**Task brief**
Using the listing below, report all lines holding the word "crate".

▶

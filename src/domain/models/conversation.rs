use std::fmt;

use serde::Serialize;

#[derive(Debug, Clone, Copy, PartialEq, Eq, Serialize)]
#[serde(rename_all = "lowercase")]
pub enum Role {
    User,
    Assistant,
}

impl Role {
    pub fn label(&self) -> &'static str {
        match self {
            Self::User => "you",
            Self::Assistant => "bot",
        }
    }
}

impl fmt::Display for Role {
    fn fmt(&self, f: &mut fmt::Formatter<'_>) -> fmt::Result {
        f.write_str(self.label())
    }
}

#[derive(Debug, Clone, PartialEq, Eq, Serialize)]
pub struct ChatMessage {
    role: Role,
    content: String,
}

impl ChatMessage {
    pub fn new(role: Role, content: impl Into<String>) -> Self {
        Self {
            role,
            content: content.into(),
        }
    }

    pub fn user(content: impl Into<String>) -> Self {
        Self::new(Role::User, content)
    }

    pub fn assistant(content: impl Into<String>) -> Self {
        Self::new(Role::Assistant, content)
    }

    pub fn role(&self) -> Role {
        self.role
    }

    pub fn content(&self) -> &str {
        &self.content
    }

    pub fn display_line(&self) -> String {
        format!("{}> {}", self.role, self.content)
    }
}

/// Messages of one chat session, oldest first. Lives only in memory.
#[derive(Debug, Clone, Default, Serialize)]
pub struct Transcript {
    messages: Vec<ChatMessage>,
}

impl Transcript {
    pub fn new() -> Self {
        Self::default()
    }

    pub fn push(&mut self, message: ChatMessage) {
        self.messages.push(message);
    }

    pub fn messages(&self) -> &[ChatMessage] {
        &self.messages
    }

    pub fn last(&self) -> Option<&ChatMessage> {
        self.messages.last()
    }

    pub fn len(&self) -> usize {
        self.messages.len()
    }

    pub fn is_empty(&self) -> bool {
        self.messages.is_empty()
    }

    pub fn clear(&mut self) {
        self.messages.clear();
    }
}

#[cfg(test)]
mod tests {
    use super::*;

    #[test]
    fn transcript_keeps_order() {
        let mut transcript = Transcript::new();
        transcript.push(ChatMessage::user("hello"));
        transcript.push(ChatMessage::assistant("hi there"));

        let roles: Vec<Role> = transcript.messages().iter().map(|m| m.role()).collect();
        assert_eq!(roles, vec![Role::User, Role::Assistant]);
        assert_eq!(transcript.last().map(|m| m.content()), Some("hi there"));
    }

    #[test]
    fn clear_empties_transcript() {
        let mut transcript = Transcript::new();
        transcript.push(ChatMessage::user("hello"));
        transcript.clear();
        assert!(transcript.is_empty());
    }

    #[test]
    fn display_line_prefixes_role() {
        assert_eq!(ChatMessage::assistant("hi").display_line(), "bot> hi");
    }
}
use std::sync::Mutex;

use async_trait::async_trait;
use serde_json::json;

use crate::application::AnswerService;
use crate::domain::QueryResult;

/// Offline [`AnswerService`].
///
/// By default every query is answered with `{"answer": "You asked: ..."}`.
/// A scripted service returns the same result for every query instead.
/// Received queries are recorded for inspection.
pub struct MockAnswerService {
    scripted: Option<QueryResult>,
    received: Mutex<Vec<String>>,
}

impl MockAnswerService {
    pub fn new() -> Self {
        Self {
            scripted: None,
            received: Mutex::new(Vec::new()),
        }
    }

    pub fn scripted(result: QueryResult) -> Self {
        Self {
            scripted: Some(result),
            received: Mutex::new(Vec::new()),
        }
    }

    pub fn received(&self) -> Vec<String> {
        self.received
            .lock()
            .unwrap_or_else(|poisoned| poisoned.into_inner())
            .clone()
    }
}

impl Default for MockAnswerService {
    fn default() -> Self {
        Self::new()
    }
}

#[async_trait]
impl AnswerService for MockAnswerService {
    async fn fetch_answer(&self, query: &str) -> QueryResult {
        self.received
            .lock()
            .unwrap_or_else(|poisoned| poisoned.into_inner())
            .push(query.to_string());

        match &self.scripted {
            Some(result) => result.clone(),
            None => QueryResult::success(json!({ "answer": format!("You asked: {query}") })),
        }
    }
}

#[cfg(test)]
mod tests {
    use super::*;

    #[tokio::test]
    async fn echoes_query_by_default() {
        let service = MockAnswerService::new();
        let result = service.fetch_answer("hello").await;
        assert_eq!(result.display_text(), "You asked: hello");
    }

    #[tokio::test]
    async fn records_queries_verbatim() {
        let service = MockAnswerService::new();
        service.fetch_answer("").await;
        service.fetch_answer(" padded ").await;
        assert_eq!(service.received(), vec!["".to_string(), " padded ".to_string()]);
    }

    #[tokio::test]
    async fn keeps_recording_after_a_panic_while_locked() {
        let service = MockAnswerService::new();
        service.fetch_answer("before").await;

        let poisoned = std::panic::catch_unwind(std::panic::AssertUnwindSafe(|| {
            let _guard = service.received.lock().unwrap();
            panic!("panic while holding the lock");
        }));
        assert!(poisoned.is_err());
        assert!(service.received.is_poisoned());

        service.fetch_answer("after").await;
        assert_eq!(service.received(), vec!["before".to_string(), "after".to_string()]);
    }
}
pub mod container;
pub mod controller;
pub mod router;

pub use container::{Container, ContainerConfig};
pub use router::Router;
use async_trait::async_trait;
use reqwest::header::CONTENT_TYPE;
use reqwest::StatusCode;
use thiserror::Error;
use tracing::{debug, error, warn};

use crate::application::AnswerService;
use crate::domain::{AnswerPayload, DomainError, EndpointConfig, QueryResult};

/// Request payload accepted by the query endpoint.
#[derive(serde::Serialize)]
struct QueryRequest<'a> {
    query: &'a str,
}

#[derive(Debug, Error)]
enum ExchangeError {
    #[error("request failed")]
    Transport(#[from] reqwest::Error),

    #[error("malformed response body")]
    Malformed(#[from] serde_json::Error),
}

/// [`AnswerService`] that POSTs `{"query": ...}` to the configured endpoint.
///
/// One request per call, no retries. A 200 response becomes
/// [`QueryResult::Success`] with the body untouched; any other status becomes
/// [`QueryResult::UnexpectedStatus`]. Transport failures (refused connection,
/// DNS, timeout, a JSON response that does not parse) are logged once at
/// ERROR level and reported as [`QueryResult::ServerError`].
///
/// No timeout is set unless [`EndpointConfig::with_timeout`] was used.
pub struct HttpAnswerClient {
    client: reqwest::Client,
    url: String,
}

impl HttpAnswerClient {
    pub fn new(config: &EndpointConfig) -> Result<Self, DomainError> {
        let mut builder = reqwest::Client::builder();
        if let Some(timeout) = config.timeout() {
            builder = builder.timeout(timeout);
        }
        let client = builder
            .build()
            .map_err(|e| DomainError::internal(format!("HttpAnswerClient: failed to build client: {e}")))?;

        Ok(Self {
            client,
            url: config.url().to_string(),
        })
    }

    pub fn url(&self) -> &str {
        &self.url
    }

    async fn exchange(&self, query: &str) -> Result<QueryResult, ExchangeError> {
        let response = self
            .client
            .post(&self.url)
            .json(&QueryRequest { query })
            .send()
            .await?;

        let status = response.status();
        let content_type = response
            .headers()
            .get(CONTENT_TYPE)
            .and_then(|v| v.to_str().ok())
            .map(str::to_owned);
        let bytes = response.bytes().await?;

        if status == StatusCode::OK {
            let body = AnswerPayload::from_body(content_type.as_deref(), &bytes)?;
            return Ok(QueryResult::success(body));
        }

        // Error pages often claim JSON without being JSON; keep them as text.
        let body = AnswerPayload::from_body(content_type.as_deref(), &bytes)
            .unwrap_or_else(|_| AnswerPayload::text(String::from_utf8_lossy(&bytes)));
        Ok(QueryResult::unexpected_status(status.as_u16(), body))
    }
}

#[async_trait]
impl AnswerService for HttpAnswerClient {
    async fn fetch_answer(&self, query: &str) -> QueryResult {
        match self.exchange(query).await {
            Ok(result) if result.is_success() => {
                debug!("HttpAnswerClient: answer received from {}", self.url);
                result
            }
            Ok(result) => {
                warn!(
                    "HttpAnswerClient: endpoint {} returned unexpected status {}",
                    self.url,
                    result.code()
                );
                result
            }
            Err(e) => {
                // `{:#}` keeps the whole source chain (e.g. "Connection refused").
                let e = anyhow::Error::from(e);
                error!("HttpAnswerClient: query to {} failed: {e:#}", self.url);
                QueryResult::internal_error()
            }
        }
    }
}
pub mod ask_controller;
pub mod chat_controller;

pub use ask_controller::AskController;
pub use chat_controller::ChatController;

◀

**Solution to the problem**
use crate::application::AnswerService;
use crate::domain::QueryResult;
use crate::application::AnswerService;
use crate::domain::{AnswerPayload, DomainError, EndpointConfig, QueryResult};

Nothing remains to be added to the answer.